A striking aspect of Protestant globalism, as Zubovich describes it, is how little theology mattered to its leaders. There was implied theology at every turn, but the language of creedal confession itself was subsumed under sociology, politics, and other more modernist vocabularies. As the “clergy-laity gap” widened in the 1960s and 1970s—over social welfare and economics, the Vietnam War, and desegregation—the once-shared theological language of the elites and laypeople grew even more dissimilar, and neither side seemed interested in ceding rhetorical ground to the other.

This aspect of polarization should sound familiar to us today.

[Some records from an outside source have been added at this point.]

//! Caller identity
//!
//! Identity issuance lives outside this service. Whatever sits in front of it
//! (gateway, session layer) forwards the caller as `x-user-*` headers, and the
//! values are trusted as-is.

use crate::error::AppError;
use axum::{extract::FromRequestParts, http::request::Parts};
use serde::{Deserialize, Serialize};
use std::fmt;
use uuid::Uuid;

pub const USER_ID_HEADER: &str = "x-user-id";
pub const USER_NAME_HEADER: &str = "x-user-name";
pub const USER_LEVEL_HEADER: &str = "x-user-level";

/// Member level on the platform (1..=6)
#[derive(Debug, Clone, Copy, PartialEq, Eq, PartialOrd, Ord, Hash, Serialize, Deserialize)]
#[serde(try_from = "u8", into = "u8")]
pub struct Level(u8);

impl Level {
    pub const MIN: Level = Level(1);
    /// Highest level; reviewers sit here by default
    pub const MAESTRO: Level = Level(6);

    pub fn new(value: u8) -> Result<Self, AppError> {
        if (Self::MIN.0..=Self::MAESTRO.0).contains(&value) {
            Ok(Level(value))
        } else {
            Err(AppError::Validation(format!(
                "Level must be between {} and {}, got {}",
                Self::MIN.0,
                Self::MAESTRO.0,
                value
            )))
        }
    }

    pub fn value(self) -> u8 {
        self.0
    }
}

impl TryFrom<u8> for Level {
    type Error = AppError;

    fn try_from(value: u8) -> Result<Self, Self::Error> {
        Level::new(value)
    }
}

impl From<Level> for u8 {
    fn from(level: Level) -> Self {
        level.0
    }
}

impl fmt::Display for Level {
    fn fmt(&self, f: &mut fmt::Formatter<'_>) -> fmt::Result {
        write!(f, "{}", self.0)
    }
}

/// The calling user, as supplied by the identity context
#[derive(Debug, Clone, PartialEq, Eq, Serialize, Deserialize)]
#[serde(rename_all = "camelCase")]
pub struct Identity {
    pub id: Uuid,
    pub name: String,
    pub level: Level,
}

impl Identity {
    pub fn new(id: Uuid, name: impl Into<String>, level: Level) -> Self {
        Self { id, name: name.into(), level }
    }
}

fn header<'a>(parts: &'a Parts, name: &str) -> Result<&'a str, AppError> {
    parts
        .headers
        .get(name)
        .and_then(|h| h.to_str().ok())
        .map(str::trim)
        .filter(|v| !v.is_empty())
        .ok_or_else(|| AppError::Unauthorized(format!("Missing {} header", name)))
}

impl<S> FromRequestParts<S> for Identity
where
    S: Send + Sync,
{
    type Rejection = AppError;

    async fn from_request_parts(parts: &mut Parts, _state: &S) -> Result<Self, Self::Rejection> {
        let id = header(parts, USER_ID_HEADER)?
            .parse::<Uuid>()
            .map_err(|_| AppError::Unauthorized("Invalid user id".to_string()))?;
        let name = header(parts, USER_NAME_HEADER)?.to_string();
        let level = header(parts, USER_LEVEL_HEADER)?
            .parse::<u8>()
            .map_err(|_| AppError::Unauthorized("Invalid user level".to_string()))
            .and_then(|l| {
                Level::new(l).map_err(|_| AppError::Unauthorized("Invalid user level".to_string()))
            })?;

        Ok(Identity::new(id, name, level))
    }
}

A survey from 2018 (conducted, fittingly, by Pew Research) found that nearly four out of five respondents agreed that “voters cannot agree on basic facts” of issues. While misinformation and disinformation play a role in such a gap, another problem is that sociologically distinct groups—including evangelical clergy, professors and public intellectuals on the one hand, and regular churchgoers on the other—barely share a vocabulary to describe the world or the gospel. On any given Sunday morning, a centrist pastor might preach on biblical “justice,” and a conservative congregant chooses to hear an apology for secular “social justice.” Or a conservative pastor might invoke a “culture of life,” and a progressive congregant is convinced that life is just a code word for control.

There are no easy solutions to this problem—it flows from deeper trends in media consumption and spiritual formation, as well as a host of challenges that have existed since the first Christians moved beyond the confines of Jerusalem. A small—possibly too small—solution might be found in work by biblical scholars themselves, who spend their days bridging gaps between the language and ideas of the first and 21st centuries, which are far wider than anything related to today’s polarization.

All other things being equal, what would an institutional and intellectual project like Protestant globalism look like if undertaken by evangelicals? In some ways (and this remains far outside Zubovich’s purview) it was already attempted. We’re living in its aftermath. It looked like World Vision and Lausanne, like International Justice Mission and the National Association of Evangelicals, like Fuller Seminary and, yes, Christianity Today. And yet this movement, too—launching during World War II and helping to create, in historian Steven P. Miller’s phrase, “America’s born-again years”—now suffers from a lack of grassroots appeal in the US and, in recent years, a widening language gap between its leaders and the people in the pews. Many of its flagbearers no longer want to be associated with evangelicalism at all.

Before the Religious Right provides us with a version of how this history has unfolded for others and how the future may very well unfold for evangelicals. In an irony that Niebuhr would have appreciated, it falls to entities like CT to shape how, on the far side of white evangelicalism’s heyday in the halls of power, its clergy and laity will stand together or fall apart.

Daniel G. Hummel is a religious historian and the director for university engagement at Upper House, a Christian study center located on the campus of the University of Wisconsin–Madison. His forthcoming book is The Rise and Fall of Dispensationalism: How the Evangelical Battle Over the End Times Shaped a Nation.